As the chief marketing officer in a big-four accounting firm for many years, I was aware of the challenges related to retention of talent in law firm management – as judged by the number of c.v.s I received from law firm marketers. While turnover in the non-revenue-producing areas of all professional services firms is high, law firm turnover provided the greatest candidate supply.

As the president of ZSA, I now see this challenge from a different angle as I work with our law firm management practice to attract talent to law firms.

I never thought of the accounting profession as particularly exciting when compared to law, so what made so many folks want to jump from one professional service to the next? What makes professional-services marketers in general thrive and survive, and what should you be thinking about when hiring the next person for your marketing or business development team?

In my experience, senior marketers – those that have thrived within professional services firms – live by three rules:

  1. Be patient: manage your expectations and those of your clients.
  2. Listen: what does your client really want and can you deliver?
  3. Pick your spots: go where you are wanted or valued.

Be patient: It takes time to adapt to change, and for most partners, trusting an outsider to develop and oversee the execution of the marketing plans that will drive business development and take carriage of the firm’s brand isn’t easy.

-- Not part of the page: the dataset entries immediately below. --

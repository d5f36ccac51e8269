//! # Move Command Implementation
//!
//! This module implements the `move` subcommand, which relocates (or renames)
//! a registered submodule and commits the change. A common use is moving a
//! submodule into the archive directory:
//!
//! ```bash
//! git-submodules move libfoo old/libfoo
//! ```

use anyhow::Result;
use clap::Args;

use git_submodules::output::{OutputConfig, Status};
use git_submodules::pipeline::{Pipeline, StepReport, StepStatus};
use git_submodules::suggestions;

/// Move or rename a submodule
#[derive(Args, Debug)]
pub struct MoveArgs {
    /// Current name or path of the submodule
    #[arg(value_name = "OLD")]
    pub old: String,

    /// New path of the submodule
    #[arg(value_name = "NEW")]
    pub new: String,
}

/// Execute the `move` command.
pub fn execute(args: MoveArgs, color_flag: &str) -> Result<()> {
    let out = OutputConfig::from_env_and_flag(color_flag);
    // Reject bad paths before touching the repository.
    Pipeline::move_submodule(&args.old, &args.new)?;

    let git = super::repository_root()?;
    let submodule = super::ensure_submodule(&git, &args.old)?;
    let pipeline = Pipeline::move_submodule(&submodule.path, &args.new)?;

    println!(
        "{}",
        out.line(
            Status::Scan,
            format!("Moving submodule {} to {}", args.old, args.new)
        )
    );
    pipeline
        .run(&git, &mut |report| print_step(&out, report))
        .map_err(suggestions::step_failed)?;

    println!(
        "{}",
        out.line(
            Status::Success,
            format!("Moved submodule {} to {}", args.old, args.new)
        )
    );
    Ok(())
}

/// One line per completed pipeline step.
pub(super) fn print_step(out: &OutputConfig, report: &StepReport) {
    let progress = format!("[{}/{}] {}", report.index, report.total, report.name);
    match &report.status {
        StepStatus::Done => println!("{}", out.line(Status::Success, progress)),
        StepStatus::Tolerated(reason) => println!(
            "{}",
            out.line(Status::Warning, format!("{} (ignored: {})", progress, reason))
        ),
    }
}
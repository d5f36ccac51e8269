//! # Submodule Registrar
//!
//! Turns the repositories found under a directory into submodules of the
//! repository in the working directory.
//!
//! ## Process
//!
//! 1.  **Initialization**: run `git init` if the working directory has no
//!     `.git` yet.
//! 2.  **Inventory**: collect the URLs already registered anywhere under the
//!     working directory ([`discovery::known_urls`]).
//! 3.  **Discovery**: list the candidates under the target path
//!     ([`discovery::discover_candidates`]).
//! 4.  **Decision**: for each candidate, in discovery order, [`Registrar::classify`]
//!     skips known URLs and skip-domain matches without asking anything. The
//!     rest go to the operator for a name and the old/archive question, then to
//!     `git submodule add` under a timeout.
//!
//! A candidate's failure, including a timed-out `git submodule add`, is
//! reported through the observer and the loop continues. Only a failure to
//! read the operator's answer ends the run early.

use std::collections::HashSet;
use std::path::Path;
use std::time::Duration;

use log::{debug, info, warn};

use crate::config::{Config, SkipDomains};
use crate::discovery::{self, Candidate};
use crate::error::{Error, Result};
use crate::git::{self, GitRunner};
use crate::prompt::{NameAnswer, Prompter};

/// Why a candidate was not offered to the operator.
#[derive(Debug, Clone, PartialEq, Eq)]
pub enum SkipReason {
    /// The URL is already a registered submodule (or was registered earlier
    /// in this run).
    AlreadyRegistered,
    /// The URL matched this skip-domain pattern.
    SkipDomain(String),
}

/// Result of the filtering stage for one candidate.
#[derive(Debug, Clone, PartialEq, Eq)]
pub enum Classification {
    Skip(SkipReason),
    /// Ask the operator, proposing this name.
    Prompt { default_name: String },
}

/// Something worth telling the operator about, in the order it happens.
#[derive(Debug)]
pub enum Event<'a> {
    Found(&'a Candidate),
    Skipped {
        candidate: &'a Candidate,
        reason: &'a SkipReason,
    },
    Cancelled(&'a Candidate),
    /// `git submodule add` is about to run.
    Adding {
        candidate: &'a Candidate,
        destination: &'a str,
    },
    Registered {
        candidate: &'a Candidate,
        destination: &'a str,
    },
    Failed {
        candidate: &'a Candidate,
        destination: &'a str,
        error: &'a Error,
    },
}

/// Final state of one candidate.
#[derive(Debug, Clone, Copy, PartialEq, Eq)]
pub enum Outcome {
    Registered,
    Skipped,
    Cancelled,
    Failed,
}

/// Counts per outcome over a run.
#[derive(Debug, Clone, Copy, Default, PartialEq, Eq)]
pub struct Summary {
    pub found: usize,
    pub registered: usize,
    pub skipped: usize,
    pub cancelled: usize,
    pub failed: usize,
}

impl Summary {
    fn record(&mut self, outcome: Outcome) {
        self.found += 1;
        match outcome {
            Outcome::Registered => self.registered += 1,
            Outcome::Skipped => self.skipped += 1,
            Outcome::Cancelled => self.cancelled += 1,
            Outcome::Failed => self.failed += 1,
        }
    }
}

/// Default submodule name for `url`: its last path segment up to the first `.`.
///
/// `https://host/group/project.git` gives `project`, and so does the scp-like
/// `git@host:group/project.git`.
pub fn default_destination(url: &str) -> String {
    let url = url.trim().trim_end_matches('/');
    let segment = url.rsplit(|c: char| c == '/' || c == ':').next().unwrap_or(url);
    segment.split('.').next().unwrap_or_default().to_string()
}

/// Place `name` under `archive_dir` when the repository is old.
pub fn destination(name: &str, archived: bool, archive_dir: &str) -> String {
    if archived {
        format!("{}/{}", archive_dir.trim_end_matches('/'), name)
    } else {
        name.to_string()
    }
}

/// Registers candidate repositories as submodules.
pub struct Registrar<'a> {
    git: &'a dyn GitRunner,
    prompter: &'a mut dyn Prompter,
    skip_domains: SkipDomains,
    archive_dir: String,
    timeout: Duration,
    known: HashSet<String>,
}

impl<'a> Registrar<'a> {
    pub fn new(
        config: &Config,
        git: &'a dyn GitRunner,
        prompter: &'a mut dyn Prompter,
    ) -> Result<Self> {
        Ok(Self {
            git,
            prompter,
            skip_domains: config.skip_domains()?,
            archive_dir: config.archive_dir.clone(),
            timeout: config.timeout(),
            known: HashSet::new(),
        })
    }

    /// Seed the set of URLs treated as already registered.
    pub fn with_known_urls<I: IntoIterator<Item = String>>(mut self, urls: I) -> Self {
        self.known.extend(urls);
        self
    }

    pub fn known_urls(&self) -> &HashSet<String> {
        &self.known
    }

    /// Decide, without any I/O, whether `candidate` is skipped or offered.
    pub fn classify(&self, candidate: &Candidate) -> Classification {
        if self.known.contains(&candidate.url) {
            return Classification::Skip(SkipReason::AlreadyRegistered);
        }
        if let Some(pattern) = self.skip_domains.matching(&candidate.url) {
            return Classification::Skip(SkipReason::SkipDomain(pattern.to_string()));
        }
        Classification::Prompt {
            default_name: default_destination(&candidate.url),
        }
    }

    /// Run the whole workflow against `target`.
    pub fn register_all(
        &mut self,
        target: &Path,
        observer: &mut dyn FnMut(&Event<'_>),
    ) -> Result<Summary> {
        let work_dir = self.git.work_dir().to_path_buf();

        if !git::has_repository(&work_dir) {
            info!("Initializing a repository in {}", work_dir.display());
            git::init(self.git)?;
        }

        let known = discovery::known_urls(&work_dir)?;
        self.known.extend(known);

        let candidates = discovery::discover_candidates(target)?;
        debug!(
            "{} candidate(s) under {}, {} URL(s) known",
            candidates.len(),
            target.display(),
            self.known.len()
        );

        self.register_candidates(&candidates, observer)
    }

    /// Run the decision sequence over already discovered candidates.
    pub fn register_candidates(
        &mut self,
        candidates: &[Candidate],
        observer: &mut dyn FnMut(&Event<'_>),
    ) -> Result<Summary> {
        let mut summary = Summary::default();
        for candidate in candidates {
            let outcome = self.process(candidate, observer)?;
            summary.record(outcome);
        }
        Ok(summary)
    }

    /// Take one candidate through filtering, prompting and registration.
    ///
    /// Only prompt failures are returned as errors.
    pub fn process(
        &mut self,
        candidate: &Candidate,
        observer: &mut dyn FnMut(&Event<'_>),
    ) -> Result<Outcome> {
        observer(&Event::Found(candidate));

        let default_name = match self.classify(candidate) {
            Classification::Skip(reason) => {
                debug!("Skipping {}: {:?}", candidate.url, reason);
                observer(&Event::Skipped {
                    candidate,
                    reason: &reason,
                });
                return Ok(Outcome::Skipped);
            }
            Classification::Prompt { default_name } => default_name,
        };

        let name = match self.prompter.ask_name(candidate, &default_name)? {
            NameAnswer::Cancel => {
                observer(&Event::Cancelled(candidate));
                return Ok(Outcome::Cancelled);
            }
            NameAnswer::Default => default_name,
            NameAnswer::Rename(name) => name,
        };
        let archived = self.prompter.ask_archived(candidate)?;
        let destination = destination(&name, archived, &self.archive_dir);

        observer(&Event::Adding {
            candidate,
            destination: &destination,
        });
        match git::submodule_add(self.git, &candidate.url, &destination, self.timeout) {
            Ok(()) => {
                info!("Registered {} at {}", candidate.url, destination);
                self.known.insert(candidate.url.clone());
                observer(&Event::Registered {
                    candidate,
                    destination: &destination,
                });
                Ok(Outcome::Registered)
            }
            Err(error) => {
                warn!("Could not register {}: {}", candidate.url, error);
                observer(&Event::Failed {
                    candidate,
                    destination: &destination,
                    error: &error,
                });
                Ok(Outcome::Failed)
            }
        }
    }
}

impl std::fmt::Debug for Registrar<'_> {
    fn fmt(&self, f: &mut std::fmt::Formatter<'_>) -> std::fmt::Result {
        f.debug_struct("Registrar")
            .field("skip_domains", &self.skip_domains)
            .field("archive_dir", &self.archive_dir)
            .field("timeout", &self.timeout)
            .field("known", &self.known.len())
            .finish_non_exhaustive()
    }
}
//! # List Repositories Command Implementation
//!
//! Lists every directory under a path that holds a `.git` directory, in the
//! order `create` would visit them. This is a read-only operation.

use std::path::PathBuf;

use anyhow::Result;
use clap::{Args, ValueEnum};

use git_submodules::discovery;
use git_submodules::suggestions;

/// Output format for the listing commands
#[derive(Debug, Clone, Copy, PartialEq, Eq, ValueEnum, Default)]
pub enum OutputFormat {
    /// One entry per line
    #[default]
    Text,
    /// A JSON array
    Json,
}

/// List the git repositories found under a directory
#[derive(Args, Debug)]
pub struct ListReposArgs {
    /// Directory to scan
    #[arg(value_name = "PATH")]
    pub path: PathBuf,

    /// Output format
    #[arg(short, long, value_enum, default_value = "text")]
    pub format: OutputFormat,
}

/// Execute the `list-repos` command.
pub fn execute(args: ListReposArgs) -> Result<()> {
    if !args.path.is_dir() {
        return Err(suggestions::target_not_found(&args.path));
    }

    let repositories = discovery::list_repositories(&args.path)?;
    match args.format {
        OutputFormat::Text => {
            for repository in &repositories {
                println!("{}", repository.display());
            }
        }
        OutputFormat::Json => {
            println!("{}", serde_json::to_string_pretty(&repositories)?);
        }
    }
    Ok(())
}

Unlike sales, marketing results are not quickly or easily quantified – it will take some patience on your part to see the return on investment (ROI) from marketing efforts.

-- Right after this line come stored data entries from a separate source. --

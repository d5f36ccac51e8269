//! # Output Configuration
//!
//! Controls how operator-facing lines look. With colour enabled, status lines
//! start with an emoji; without it, with a bracketed tag such as `[SKIP]`.
//!
//! ## Respecting User Preferences
//!
//! - `--color=never|always|auto` - CLI flag for color control
//! - `NO_COLOR` - Disables colors when set (per https://no-color.org/)
//! - `CLICOLOR=0` - Disables colors
//! - `CLICOLOR_FORCE=1` - Forces colors even in non-TTY
//! - `TERM=dumb` - Disables colors for dumb terminals

use std::env;

/// Output configuration for controlling colors and emojis.
#[derive(Debug, Clone, Copy)]
pub struct OutputConfig {
    /// Whether colors and emojis should be used in output.
    pub use_color: bool,
}

/// Kinds of status line the commands print.
#[derive(Debug, Clone, Copy, PartialEq, Eq)]
pub enum Status {
    Scan,
    Found,
    Skip,
    Cancel,
    Add,
    Success,
    Failure,
    Timeout,
    Warning,
    Info,
}

impl Status {
    fn emoji(self) -> &'static str {
        match self {
            Status::Scan => "🔍",
            Status::Found => "📁",
            Status::Skip => "⏭️ ",
            Status::Cancel => "🚫",
            Status::Add => "➕",
            Status::Success => "✅",
            Status::Failure => "❌",
            Status::Timeout => "⏱️ ",
            Status::Warning => "⚠️ ",
            Status::Info => "💡",
        }
    }

    fn plain(self) -> &'static str {
        match self {
            Status::Scan => "[SCAN]",
            Status::Found => "[FOUND]",
            Status::Skip => "[SKIP]",
            Status::Cancel => "[CANCEL]",
            Status::Add => "[ADD]",
            Status::Success => "[OK]",
            Status::Failure => "[FAIL]",
            Status::Timeout => "[TIMEOUT]",
            Status::Warning => "[WARN]",
            Status::Info => "[INFO]",
        }
    }
}

impl OutputConfig {
    /// Create an output configuration from environment and CLI flag.
    ///
    /// `always` forces colors on (overriding `NO_COLOR`), `never` forces them
    /// off, anything else detects support from the environment.
    pub fn from_env_and_flag(color_flag: &str) -> Self {
        let use_color = match color_flag.to_lowercase().as_str() {
            "always" => true,
            "never" => false,
            _ => Self::detect_color_support(),
        };

        Self { use_color }
    }

    fn detect_color_support() -> bool {
        // The presence of the variable (even if empty) disables colors
        if env::var_os("NO_COLOR").is_some() {
            return false;
        }
        if env::var("CLICOLOR").is_ok_and(|v| v == "0") {
            return false;
        }
        if env::var("CLICOLOR_FORCE").is_ok_and(|v| v != "0" && !v.is_empty()) {
            return true;
        }
        if env::var("TERM").is_ok_and(|v| v == "dumb") {
            return false;
        }

        console::Term::stdout().features().colors_supported()
    }

    /// Marker for a status line.
    pub fn marker(&self, status: Status) -> &'static str {
        if self.use_color {
            status.emoji()
        } else {
            status.plain()
        }
    }

    /// `"<marker> <message>"`
    pub fn line(&self, status: Status, message: impl std::fmt::Display) -> String {
        format!("{} {}", self.marker(status), message)
    }
}

impl Default for OutputConfig {
    fn default() -> Self {
        Self::from_env_and_flag("auto")
    }
}

#[cfg(test)]
mod tests {
    use super::*;

    #[test]
    fn test_color_always() {
        assert!(OutputConfig::from_env_and_flag("always").use_color);
        assert!(OutputConfig::from_env_and_flag("ALWAYS").use_color);
    }

    #[test]
    fn test_color_never() {
        assert!(!OutputConfig::from_env_and_flag("never").use_color);
    }

    #[test]
    fn test_line_with_color() {
        let config = OutputConfig { use_color: true };
        assert_eq!(config.line(Status::Success, "registered"), "✅ registered");
    }

    #[test]
    fn test_line_without_color() {
        let config = OutputConfig { use_color: false };
        assert_eq!(config.line(Status::Skip, "gatech.edu"), "[SKIP] gatech.edu");
        assert_eq!(config.marker(Status::Timeout), "[TIMEOUT]");
    }
}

Even with your support and a firm consensus that it needs to be done, it’s difficult for law firms to get all of their practices to fall in line and let marketing do its job. You have a chance at starting a successful journey together – but only if there is agreement on what can be delivered in reasonable time frames, the available resources and the support in place.

Marketers won’t be able to demonstrate the ROI in a single quarter – marketing a firm isn’t traditional product marketing. The firm needs to stay focused on deliverables at the same time as setting the groundwork for the addition of new elements to the marketing mix.

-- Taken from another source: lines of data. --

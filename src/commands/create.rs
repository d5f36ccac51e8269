//! # Create Command Implementation
//!
//! This module implements the `create` subcommand, which walks a directory for
//! git repositories and registers each one as a submodule of the repository
//! in the current directory.
//!
//! ## Functionality
//!
//! - **Initialization**: runs `git init` when the current directory is not a
//!   repository yet.
//! - **Filtering**: URLs that are already registered or match a skip domain
//!   are reported and skipped without a question.
//! - **Prompts**: every other repository asks for a name (Enter keeps the
//!   default, the cancel token skips) and whether it is old.
//! - **Registration**: `git submodule add` runs under a timeout; a failure or
//!   timeout is reported and the walk continues.
//!
//! Questions go through `dialoguer` on a terminal. When stdin is not a
//! terminal, answers are read one per line, so the command can be scripted:
//!
//! ```bash
//! printf 'tools/lint\nn\nc\n' | git-submodules create ~/src --color never
//! ```

use std::env;
use std::path::{Path, PathBuf};
use std::time::Duration;

use anyhow::Result;
use clap::Args;
use indicatif::{ProgressBar, ProgressStyle};

use git_submodules::config::{self, Config};
use git_submodules::error::Error;
use git_submodules::git::SystemGit;
use git_submodules::output::{OutputConfig, Status};
use git_submodules::prompt;
use git_submodules::registrar::{Event, Registrar, SkipReason, Summary};
use git_submodules::suggestions;

/// Register the repositories found under a directory as submodules
#[derive(Args, Debug)]
pub struct CreateArgs {
    /// Directory to scan for repositories
    #[arg(value_name = "PATH")]
    pub path: PathBuf,

    /// Seconds a single `git submodule add` may take
    #[arg(long, value_name = "SECS")]
    pub timeout: Option<u64>,

    /// Skip URLs matching this regular expression (repeatable, added to the configured list)
    #[arg(long = "skip-domain", value_name = "PATTERN")]
    pub skip_domains: Vec<String>,

    /// Directory that repositories marked as old are registered under
    #[arg(long, value_name = "DIR")]
    pub archive_dir: Option<String>,

    /// Answer to the name prompt that skips a repository
    #[arg(long, value_name = "TOKEN")]
    pub cancel_token: Option<String>,
}

/// Execute the `create` command.
///
/// # Arguments
/// * `args` - The command arguments
/// * `config_path` - The value of the global --config flag, if given
/// * `color_flag` - The value of the global --color flag ("always", "never", or "auto")
pub fn execute(args: CreateArgs, config_path: Option<&Path>, color_flag: &str) -> Result<()> {
    let out = OutputConfig::from_env_and_flag(color_flag);

    if !args.path.is_dir() {
        return Err(suggestions::target_not_found(&args.path));
    }
    let config = resolve_config(&args, config_path)?;

    let git = SystemGit::new(env::current_dir()?);
    let mut prompter = prompt::for_stdin(&config.cancel_token, out.use_color);
    let mut registrar = Registrar::new(&config, &git, prompter.as_mut())?;

    println!(
        "{}",
        out.line(Status::Scan, format!("Scanning {}", args.path.display()))
    );
    let mut reporter = Reporter::new(out);
    let summary = registrar.register_all(&args.path, &mut |event| reporter.report(event))?;
    reporter.clear();

    println!();
    println!("{}", out.line(Status::Info, summary_line(&summary)));
    Ok(())
}

/// Load the configuration file and apply the command-line overrides.
fn resolve_config(args: &CreateArgs, config_path: Option<&Path>) -> Result<Config> {
    let (mut config, _) = config::load(config_path).map_err(|e| config_error(e, config_path))?;

    if let Some(timeout) = args.timeout {
        config.timeout_secs = timeout;
    }
    config.skip_domains.extend(args.skip_domains.iter().cloned());
    if let Some(dir) = &args.archive_dir {
        config.archive_dir = dir.clone();
    }
    if let Some(token) = &args.cancel_token {
        config.cancel_token = token.clone();
    }

    config
        .validate()
        .map_err(|e| config_error(e, config_path))?;
    Ok(config)
}

fn config_error(error: Error, config_path: Option<&Path>) -> anyhow::Error {
    match (error, config_path) {
        (Error::Path { .. }, Some(path)) => suggestions::config_not_found(path),
        (Error::SkipDomain { pattern, source }, _) => {
            suggestions::invalid_skip_domain(&pattern, &source)
        }
        (error, _) => error.into(),
    }
}

fn summary_line(summary: &Summary) -> String {
    format!(
        "{} found, {} registered, {} skipped, {} cancelled, {} failed",
        summary.found, summary.registered, summary.skipped, summary.cancelled, summary.failed
    )
}

/// Prints registrar events; shows a spinner while `git submodule add` runs on a terminal.
struct Reporter {
    out: OutputConfig,
    interactive: bool,
    spinner: Option<ProgressBar>,
}

impl Reporter {
    fn new(out: OutputConfig) -> Self {
        Self {
            out,
            interactive: console::Term::stdout().is_term(),
            spinner: None,
        }
    }

    fn report(&mut self, event: &Event<'_>) {
        let out = self.out;
        match event {
            Event::Found(candidate) => {
                println!();
                println!("{}", out.line(Status::Found, candidate.path.display()));
                println!("   url: {}", candidate.url);
            }
            Event::Skipped { candidate, reason } => {
                let message = match reason {
                    SkipReason::AlreadyRegistered => {
                        format!("Already registered: {}", candidate.url)
                    }
                    SkipReason::SkipDomain(pattern) => {
                        format!("Skipped {} (matches skip domain '{}')", candidate.url, pattern)
                    }
                };
                println!("{}", out.line(Status::Skip, message));
            }
            Event::Cancelled(candidate) => {
                println!("{}", out.line(Status::Cancel, format!("Cancelled {}", candidate.url)));
            }
            Event::Adding {
                candidate,
                destination,
            } => {
                let message = format!("Adding {} as {}", candidate.url, destination);
                if self.interactive {
                    self.spinner = Some(spinner(message));
                } else {
                    println!("{}", out.line(Status::Add, message));
                }
            }
            Event::Registered { destination, .. } => {
                self.clear();
                println!(
                    "{}",
                    out.line(Status::Success, format!("Registered {}", destination))
                );
            }
            Event::Failed {
                candidate, error, ..
            } => {
                self.clear();
                let status = if error.is_timeout() {
                    Status::Timeout
                } else {
                    Status::Failure
                };
                println!(
                    "{}",
                    out.line(status, format!("Could not add {}: {}", candidate.url, error))
                );
            }
        }
    }

    fn clear(&mut self) {
        if let Some(spinner) = self.spinner.take() {
            spinner.finish_and_clear();
        }
    }
}

fn spinner(message: String) -> ProgressBar {
    let spinner = ProgressBar::new_spinner();
    if let Ok(style) = ProgressStyle::with_template("{spinner} {msg} ({elapsed})") {
        spinner.set_style(style);
    }
    spinner.set_message(message);
    spinner.enable_steady_tick(Duration::from_millis(100));
    spinner
}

Listen: Marketing and co-ordinating business development are two different jobs. Has your firm already defined and determined a marketing plan and the importance of various elements in that plan? What do you want your senior hire to do in order to create and add value? Is it client opportunities, marketing materials, logos in print, newspaper quotes? You need your new marketing guru to execute the programs that you value, but at the same time you need to be mindful of their expertise and open to their ideas – which may not be in your current plan.

You relationship with a marketing executive will only be successful if you have a clear understanding of what you expect of them versus what they can reasonably deliver. If you want weekly media coverage, they can produce press releases and by-lined articles, but they can’t assure that the material gets picked up by a media outlet or that a journalist leads with a quote from your firm with a photo above the fold.

If you only want someone to execute a plan developed by the lawyers in the practice, don’t hire someone who has strength in marketing strategy and planning. Hire the expertise you need and then leverage it.

Pick your spots: Some partners will want and need marketing services, while others won’t see the need for such an investment. Both sets of partners will benefit from an experienced marketer and marketing plan, but only one of these groups will be open to working with marketing and enjoying the early successes.

I advise marketers to pick their spots by identifying the areas of business, the specific partners and the aspects of a marketing mix that will have the greatest impact. This, in turn, needs to be balanced against some early wins to convince your reluctant partners to come on-side. Identify those practices, events, or cities that have high potential for expanded market- or mind share. For example, find an opportunity for a willing, articulate partner to speak at a high-profile conference. Then, share that success with the firm when the ghost-written presentation is printed, reproduced for your clients, handed out at the conference and highlighted on the firm website. You won’t be surprised when the reluctant partner comes on-side. Find the single partner who is keen to accept communications training and works in a practice area where the expertise is demanded by the media. Let marketing work with this spokesperson for the early media win. Be mindful that your best spokesperson is not always going to be the most senior partner in a group.

Professional services marketing is unique and those qualified to do it are rare. The skillset and experience required are different from those needed for a product marketer and very different than those of a trained and experienced lawyer.

The firms that understand the value a solid marketing department can bring to the bottom line over time will have a competitive advantage in a very competitive legal marketplace, and in a very tight talent pool.

Colleen Albiston is President of ZSA Legal Recruitment - Canada’s largest legal recruiter. She spent eight years as director of marketing for Ernst & Young in Canada. Colleen holds an MBA from the University of Toronto. The ZSA Law Firm Management Practice, under the leadership of Carolyn Berger, identifies talent in marketing, finance, professional development, and knowledge management.